A person may not offer a consumer a rebate or commission on a purchase on condition that they assist in getting further sales, for example, by supplying names of other consumers.
Catalogue marketing - getting what is ordered
Where a consumer buys something without having an opportunity to inspect the goods, for example, by telephone or from a catalogue, s/he can refuse to accept the goods if they do not match the description in “all material respects and characteristics”.
The right to information
Prices of goods and services must be disclosed and a written record given
Prices of goods and services must be given, and in the case of goods, the price must be attached to the goods.

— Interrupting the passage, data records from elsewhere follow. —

pub static DELETE_DEF: OpDefine = OpDefine {
    name: "delete",
    slots_in: &[
        SlotDef::new("geom", GEOM),
        SlotDef::new("context", SlotType::Int),
    ],
    slots_out: &[],
    exec: delete_exec,
    type_flag: OpTypeFlags::NORMALS_CALC,
};

/// Source and destination of a duplication, which may be one mesh.
pub enum MeshPair<'a> {
    Same(&'a mut Mesh),
    Distinct { src: &'a mut Mesh, dst: &'a mut Mesh },
}

impl<'a> MeshPair<'a> {
    pub fn src(&self) -> &Mesh {
        match self {
            MeshPair::Same(mesh) => mesh,
            MeshPair::Distinct { src, .. } => src,
        }
    }

    pub fn src_mut(&mut self) -> &mut Mesh {
        match self {
            MeshPair::Same(mesh) => mesh,
            MeshPair::Distinct { src, .. } => src,
        }
    }

    pub fn dst(&self) -> &Mesh {
        match self {
            MeshPair::Same(mesh) => mesh,
            MeshPair::Distinct { dst, .. } => dst,
        }
    }

    pub fn dst_mut(&mut self) -> &mut Mesh {
        match self {
            MeshPair::Same(mesh) => mesh,
            MeshPair::Distinct { dst, .. } => dst,
        }
    }

    pub fn is_same(&self) -> bool {
        matches!(self, MeshPair::Same(_))
    }

    fn copy_attributes(&mut self, copier: &AttributeCopier, domain: AttrDomain, from: usize, to: usize) {
        match self {
            MeshPair::Same(mesh) => mesh.custom_data_mut(domain).copy_element(from, to),
            MeshPair::Distinct { src, dst } => {
                copier.copy(domain, src.custom_data(domain), from, dst.custom_data_mut(domain), to)
            }
        }
    }
}

/// Copies every element flagged [`OpFlags::DUPE_INPUT`] in the source mesh
/// into the destination mesh, vertices first, then edges, then faces.
/// Copies are flagged [`OpFlags::DUPE_NEW`], sources [`OpFlags::DUPE_DONE`].
#[derive(Debug)]
pub struct ElementDuplicator {
    pub verts: IdentityMap<VertId>,
    pub edges: IdentityMap<EdgeId>,
    pub faces: IdentityMap<FaceId>,
    /// Copied edges bordering fewer than two copied faces.
    pub boundary_edges: IdentityMap<EdgeId>,
    /// Copied input vertices touched by no input edge or face.
    pub isolated_verts: IdentityMap<VertId>,
    use_edge_flip_from_face: bool,
    copier: AttributeCopier,
}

A supplier may not charge more that the displayed price (unless it is an obvious mistake and the mistake is fixed or the consumer is informed). Where two different prices are displayed, the lower price must be charged (unless one price is completely hidden by the other)
A supplier must provide a written record of each item sold or service provided with details as required in the Act (for example, name, VAT number, address, date, description, unit price, quantity, total price).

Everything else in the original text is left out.